Richard Xavier Bove is the Chief Financial Strategist at Rafferty Capital Markets. Mr. Bove began his career on Wall Street as a retail salesperson at legacy Eastman Dillon Union Securities in late 1965. He joined Wertheim & Co. in 1971 as an analyst covering the building and banking industries.
Later, Mr. Bove became the Director of Research at C.J. Lawrence and Raymond James. In the mid-1980s, he returned to the analytical profession as a banking and financial analyst serving at Raymond James, Dean Witter Reynolds, Lehman Brothers and Ladenburg Thalmann, among other firms in his 53 years in the industry.
In 2013, Mr. Bove joined Rafferty Capital Markets. In 2018, he was selected to be the firm’s Chief Financial Strategist. Mr. Bove has been interviewed on television over 1,500 times and his print interviews now number over 10,000. His views have been reported on in Europe, Asia and Latin America. He holds a bachelor’s degree from Columbia College where he graduated in 1962. He has been married 52 years and has seven children and 21 grandchildren.

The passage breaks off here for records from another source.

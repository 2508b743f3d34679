//! Prometheus metrics for final-account operations.

use once_cell::sync::Lazy;
use prometheus::{
    histogram_opts, opts, register_histogram_vec, register_int_counter_vec, Encoder, HistogramVec,
    IntCounterVec, TextEncoder,
};
use std::sync::OnceLock;

/// Database query duration histogram
pub static DB_QUERY_DURATION: Lazy<HistogramVec> = Lazy::new(|| {
    register_histogram_vec!(
        histogram_opts!(
            "final_account_db_query_duration_seconds",
            "Database query duration"
        ),
        &["operation"]
    )
    .expect("Failed to register DB_QUERY_DURATION")
});

/// Item mutation counter
pub static ITEM_OPERATIONS_TOTAL: OnceLock<IntCounterVec> = OnceLock::new();

/// Section total recompute counter
pub static SECTION_RECOMPUTES_TOTAL: OnceLock<IntCounterVec> = OnceLock::new();

/// P&A children recomputed during cascades
pub static CASCADE_CHILDREN_TOTAL: OnceLock<IntCounterVec> = OnceLock::new();

/// Initialize all metrics. Call once at startup.
pub fn init_metrics() {
    ITEM_OPERATIONS_TOTAL.get_or_init(|| {
        register_int_counter_vec!(
            opts!(
                "final_account_item_operations_total",
                "Total line item mutations by operation type"
            ),
            &["operation"]
        )
        .expect("Failed to register ITEM_OPERATIONS_TOTAL")
    });

    SECTION_RECOMPUTES_TOTAL.get_or_init(|| {
        register_int_counter_vec!(
            opts!(
                "final_account_section_recomputes_total",
                "Total section total recomputes by trigger"
            ),
            &["trigger"]
        )
        .expect("Failed to register SECTION_RECOMPUTES_TOTAL")
    });

    CASCADE_CHILDREN_TOTAL.get_or_init(|| {
        register_int_counter_vec!(
            opts!(
                "final_account_cascade_children_total",
                "P&A child items recomputed after a Prime Cost edit"
            ),
            &["operation"]
        )
        .expect("Failed to register CASCADE_CHILDREN_TOTAL")
    });

    // Force initialization of lazy statics
    let _ = &*DB_QUERY_DURATION;
}

/// Get metrics in Prometheus text format.
pub fn get_metrics() -> String {
    let encoder = TextEncoder::new();
    let metric_families = prometheus::gather();
    let mut buffer = Vec::new();
    encoder
        .encode(&metric_families, &mut buffer)
        .expect("Failed to encode metrics");
    String::from_utf8(buffer).expect("Failed to convert metrics to string")
}

/// Record an item mutation.
pub fn record_item_operation(operation: &str) {
    if let Some(counter) = ITEM_OPERATIONS_TOTAL.get() {
        counter.with_label_values(&[operation]).inc();
    }
}

/// Record a section total recompute.
pub fn record_section_recompute(trigger: &str) {
    if let Some(counter) = SECTION_RECOMPUTES_TOTAL.get() {
        counter.with_label_values(&[trigger]).inc();
    }
}

/// Record P&A children recomputed by a cascade.
pub fn record_cascade_children(operation: &str, count: u64) {
    if let Some(counter) = CASCADE_CHILDREN_TOTAL.get() {
        counter.with_label_values(&[operation]).inc_by(count);
    }
}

In this 4,884 word interview exclusive to the Wall Street Transcript, Richard Bove reviews the current state of banking at this point in the economic cycle:
“For the past 12 to 18 months, my position has been relatively negative. I have not wanted to buy bank stocks, and at this moment, I still do not want to commit to the industry. I am concerned about money availability, money costs, loan quality and, most important by far, the ability to generate increased sales.”
The cause for concern is well-founded:
“Higher interest rates have a very negative impact on the value of financial assets. The latest quarterly report from the Federal Reserve indicates that, if it marked its securities portfolio to market, it would have had to lower the value of these securities by $66.5 billion, wiping out the $39.5 billion that is the Fed’s equity. In theory, the Fed is insolvent because it has no real equity.
Banks must deal with the same issue.”